Proactively replacing the main drive shaft on Fiona

Fiona, my '99 Ural Patrol Sidecar with '84 BMW R80 engine, came to me with the stock drive shaft with the fine splined yoke that mates to the rubber donut.

The rubber donut is how the output shaft of the transmission, mates to the drive shaft that goes into the final drive for you non-Uralisti.  It's part number 2 in the diagram below, you can see why its called the donut right?

I'd received the updated version of the drive shaft from Randy, the premier Colorado URAL dealer, before the trip to Europe, and while I await the return of the gearbox it was time to do this work.

I would be replacing the assembly labeled as 13 in the picture above.  This would give Fiona a drive shaft with coarse splines vice the old fine ones which are reputed to strip out easily.

Parts 4-6 came assembled.  Part 7 gets mounted onto part 1, forward (closer to the gearbox) of the splines.  Part number 8, which helps keep part 1 in place when mounted onto part 8, was positioned in the middle position.

On the final drive side, I had to replace the final drive bearing nut (came with new seal) since the updated drive shaft is of a different size.  Assembly #16 below:

Disassembly was pretty straightforward, thanks to this video put out by Gobium of SovietSteeds, aka Van Le.  LINK.   You have to remember the final drive bearing nut is reverse threaded in order to remove it.

 The old shaft assembly used the castle nut/cotter pin method to secure
the wedge bolt, which secures the shaft to the final drive gear.
 The end of the old wedge bolt was flush with the assembly.

A view of the fine splined shaft's connection to the yoke
that goes into the donut.

View of the new drive shaft's coarse splines, tougher hopefully
than the fine splines.

Part #21, Final Drive Gear, came out with the old FD bearing nut but I was able to reinsert it with no issues.

Fiona's FD came with three shims as shown above.
I reused these with the new drive shaft.

I made a note to make sure I put the side of the new wedge bolt
with the tapered cut facing the FD.

Once you've got the new u-joint and bearing nut in place and tightened, you insert the wedge bolt with tapered side facing the FD gear and tap it into place  You insert it so that the threaded end finishes opposite the raised end shown in the above picture.

 The new u-joint assembly mated onto the final drive and secured by the new 
bearing nut, note how I made sure the end of the wedge bolt is flush or damn near.

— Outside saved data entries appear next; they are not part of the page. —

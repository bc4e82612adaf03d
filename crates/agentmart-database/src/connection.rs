//! PostgreSQL connection pool management.

use std::time::Duration;

use sqlx::postgres::{PgPool, PgPoolOptions};
use tracing::info;

use agentmart_core::config::DatabaseConfig;
use agentmart_core::error::{AppError, ErrorKind};

use crate::repositories::AuditLogRepository;
use crate::store::PgListingStore;

/// Wrapper around the sqlx PostgreSQL connection pool.
#[derive(Debug, Clone)]
pub struct DatabasePool {
    pool: PgPool,
}

impl DatabasePool {
    /// Create a new database pool from configuration.
    pub async fn connect(config: &DatabaseConfig) -> Result<Self, AppError> {
        info!(
            url = %mask_password(&config.url),
            max_connections = config.max_connections,
            min_connections = config.min_connections,
            "Connecting to PostgreSQL"
        );

        let pool = PgPoolOptions::new()
            .max_connections(config.max_connections)
            .min_connections(config.min_connections)
            .acquire_timeout(Duration::from_secs(config.connect_timeout_seconds))
            .idle_timeout(Duration::from_secs(config.idle_timeout_seconds))
            .connect(&config.url)
            .await
            .map_err(|e| {
                AppError::with_source(
                    ErrorKind::Database,
                    format!("Failed to connect to database: {e}"),
                    e,
                )
            })?;

        info!("Connected to PostgreSQL");
        Ok(Self { pool })
    }

    /// Wrap an existing pool (used by `#[sqlx::test]` fixtures).
    pub fn from_pool(pool: PgPool) -> Self {
        Self { pool }
    }

    /// Return a reference to the underlying sqlx pool.
    pub fn pool(&self) -> &PgPool {
        &self.pool
    }

    /// Transactional listing store backed by this pool.
    pub fn listing_store(&self) -> PgListingStore {
        PgListingStore::new(self.pool.clone())
    }

    /// Audit log repository backed by this pool.
    pub fn audit_repository(&self) -> AuditLogRepository {
        AuditLogRepository::new(self.pool.clone())
    }

    /// Close all connections in the pool.
    pub async fn close(&self) {
        self.pool.close().await;
        info!("Database pool closed");
    }
}

/// Mask the password portion of a database URL for safe logging.
fn mask_password(url: &str) -> String {
    let Some(at_pos) = url.rfind('@') else {
        return url.to_string();
    };
    let scheme_end = url.find("://").map(|p| p + 3).unwrap_or(0);
    match url[scheme_end..at_pos].find(':') {
        Some(colon) => {
            let colon_pos = scheme_end + colon;
            format!("{}:****@{}", &url[..colon_pos], &url[at_pos + 1..])
        }
        None => url.to_string(),
    }
}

The new drive shaft assembly uses a Nyloc nut to hold the
wedge bolt in place.

I'll be cleaning up the old drive shaft assembly and parts and keep it as a "get me home" spare.  Now all I need is the repaired gearbox (its awaiting delivery of better rear bearing for input shaft) and I'll be ready to put Fiona back together and on the road once again.


RichardM said...

In one of the photos you said fine splines when I assume you meant coarse splines. If the shims on the bearing determine how the gears mesh in the final drive, you may want to check how the final drives gears mesh. Unless the bearing itself wasn't changed. Not exactly I sure what individual pieces were replaced.

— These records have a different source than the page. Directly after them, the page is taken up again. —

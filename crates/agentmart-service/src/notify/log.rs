//! Notifier that writes every committed transition to the tracing output.

use async_trait::async_trait;
use tracing::info;

use agentmart_core::events::DomainEvent;
use agentmart_core::result::AppResult;

use super::TransitionNotifier;

/// Emits one structured `info` line per event.
#[derive(Debug, Clone, Default)]
pub struct TracingNotifier;

#[async_trait]
impl TransitionNotifier for TracingNotifier {
    fn name(&self) -> &'static str {
        "tracing"
    }

    async fn notify(&self, event: &DomainEvent) -> AppResult<()> {
        let payload = serde_json::to_string(&event.payload)?;
        info!(
            target: "agentmart::events",
            event_id = %event.id,
            action = event.payload.action(),
            listing_id = %event.payload.target_id(),
            actor_id = ?event.actor_id,
            payload = %payload,
            "Domain event"
        );
        Ok(())
    }
}
//! Application state shared across all handlers and middleware.

use std::sync::Arc;
use std::time::Instant;

use agentmart_auth::RbacEnforcer;
use agentmart_core::config::AppConfig;
use agentmart_database::store::ListingStore;
use agentmart_service::{
    ConsistencyService, ListingService, NotifierSet, ReviewService, ReviewWorkflow, SlugResolver,
    TransitionNotifier,
};

/// Application state containing all shared dependencies.
///
/// Passed to every Axum handler via `State<AppState>`.
/// All fields are `Arc`-wrapped for cheap cloning across tasks.
#[derive(Debug, Clone)]
pub struct AppState {
    // ── Configuration ────────────────────────────────────────
    /// Application configuration
    pub config: Arc<AppConfig>,
    /// When the server started
    pub started_at: Instant,

    // ── Infrastructure ───────────────────────────────────────
    /// Transactional listing store
    pub store: Arc<dyn ListingStore>,
    /// Cached slug resolution
    pub slug_resolver: Arc<SlugResolver>,

    // ── Auth ─────────────────────────────────────────────────
    /// Role-based permission checks
    pub rbac: Arc<RbacEnforcer>,

    // ── Services ─────────────────────────────────────────────
    /// Seller and public listing operations
    pub listing_service: Arc<ListingService>,
    /// Staff review decisions
    pub review_service: Arc<ReviewService>,
    /// Flag drift detection and repair
    pub consistency_service: Arc<ConsistencyService>,
}

impl AppState {
    /// Wires the services over `store`.
    ///
    /// The slug resolver is appended to `notifiers` so that promotions
    /// invalidate its cache.
    pub fn new(config: AppConfig, store: Arc<dyn ListingStore>, notifiers: NotifierSet) -> Self {
        let rbac = Arc::new(RbacEnforcer::new());
        let slug_resolver = Arc::new(SlugResolver::new(Arc::clone(&store), &config.cache));

        let notifier: Arc<dyn TransitionNotifier> = Arc::new(
            notifiers.with(Arc::clone(&slug_resolver) as Arc<dyn TransitionNotifier>),
        );

        let workflow = Arc::new(ReviewWorkflow::new(
            Arc::clone(&store),
            Arc::clone(&notifier),
        ));
        let listing_service = Arc::new(ListingService::new(
            Arc::clone(&workflow),
            Arc::clone(&slug_resolver),
            Arc::clone(&rbac),
        ));
        let review_service = Arc::new(ReviewService::new(
            Arc::clone(&workflow),
            Arc::clone(&rbac),
            config.review.clone(),
        ));
        let consistency_service = Arc::new(ConsistencyService::new(
            Arc::clone(&store),
            notifier,
            Arc::clone(&rbac),
        ));

        Self {
            config: Arc::new(config),
            started_at: Instant::now(),
            store,
            slug_resolver,
            rbac,
            listing_service,
            review_service,
            consistency_service,
        }
    }
}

How much longer on the transmission and was there any guess as to why the input bearing failed?

redlegsrides said...

RichardM, I checked the rotationafter I put the new stuff on, seemed OK. Bearing has NOT changed, but the bearing nut had to change because of the circumference of "dust shield" that's part of the assembly that slides onto the FD gear. Hope that makes sense.

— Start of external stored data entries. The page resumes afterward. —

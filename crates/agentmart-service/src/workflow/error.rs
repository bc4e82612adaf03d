//! Error type for listing lifecycle transitions.
//!
//! Every failed transition maps to exactly one variant, and every variant
//! maps cleanly to `agentmart_core::error::AppError` at the service boundary.

use serde_json::json;
use thiserror::Error;
use tracing::error;
use uuid::Uuid;

use agentmart_core::error::{AppError, ErrorKind};
use agentmart_entity::listing::ListingStatus;

/// Outcome of a rejected lifecycle transition.
#[derive(Debug, Error)]
pub enum ReviewError {
    /// The actor does not own the listing.
    #[error("User {actor_id} does not own listing {listing_id}")]
    NotOwner {
        /// The listing acted upon.
        listing_id: Uuid,
        /// The acting user.
        actor_id: Uuid,
    },

    /// The transition is not allowed from the listing's current status.
    #[error("Listing {listing_id} is {current}; transition not allowed")]
    InvalidState {
        /// The listing acted upon.
        listing_id: Uuid,
        /// Status observed under lock.
        current: ListingStatus,
    },

    /// A related listing is in a state that blocks the transition.
    #[error("{0}")]
    Conflict(String),

    /// Stored data violates a structural invariant.
    #[error("Integrity violation: {0}")]
    Integrity(String),

    /// The listing does not exist.
    #[error("Listing {0} not found")]
    NotFound(Uuid),

    /// Caller input was rejected.
    #[error("{0}")]
    Validation(String),

    /// The store failed; the transaction was rolled back.
    #[error(transparent)]
    Store(#[from] AppError),
}

impl ReviewError {
    /// The workspace error kind this outcome maps to.
    pub fn kind(&self) -> ErrorKind {
        match self {
            Self::NotOwner { .. } => ErrorKind::Authorization,
            Self::InvalidState { .. } => ErrorKind::InvalidState,
            Self::Conflict(_) => ErrorKind::Conflict,
            Self::Integrity(_) => ErrorKind::Integrity,
            Self::NotFound(_) => ErrorKind::NotFound,
            Self::Validation(_) => ErrorKind::Validation,
            Self::Store(e) => e.kind,
        }
    }
}

impl From<ReviewError> for AppError {
    fn from(err: ReviewError) -> Self {
        match err {
            ReviewError::Store(inner) => inner,
            ReviewError::InvalidState { current, .. } => {
                AppError::new(ErrorKind::InvalidState, err.to_string())
                    .with_details(json!({ "current_status": current }))
            }
            ReviewError::Integrity(ref message) => {
                error!(error = %message, "Listing integrity violation");
                AppError::integrity(err.to_string())
            }
            _ => AppError::new(err.kind(), err.to_string()),
        }
    }
}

Basically, I replaced assembly 13 in the first parts picture and assembly 16 in the second picture.

RichardM said...

If one of the gears was changed, I would definitely check the back lash within the final drive. Incorrect backlash could destroy the gears pretty quickly. The shims are how the backlash is adjusted. I don't know what the spec is.

redlegsrides said...

Yep, except no gears were changed here. Should be good.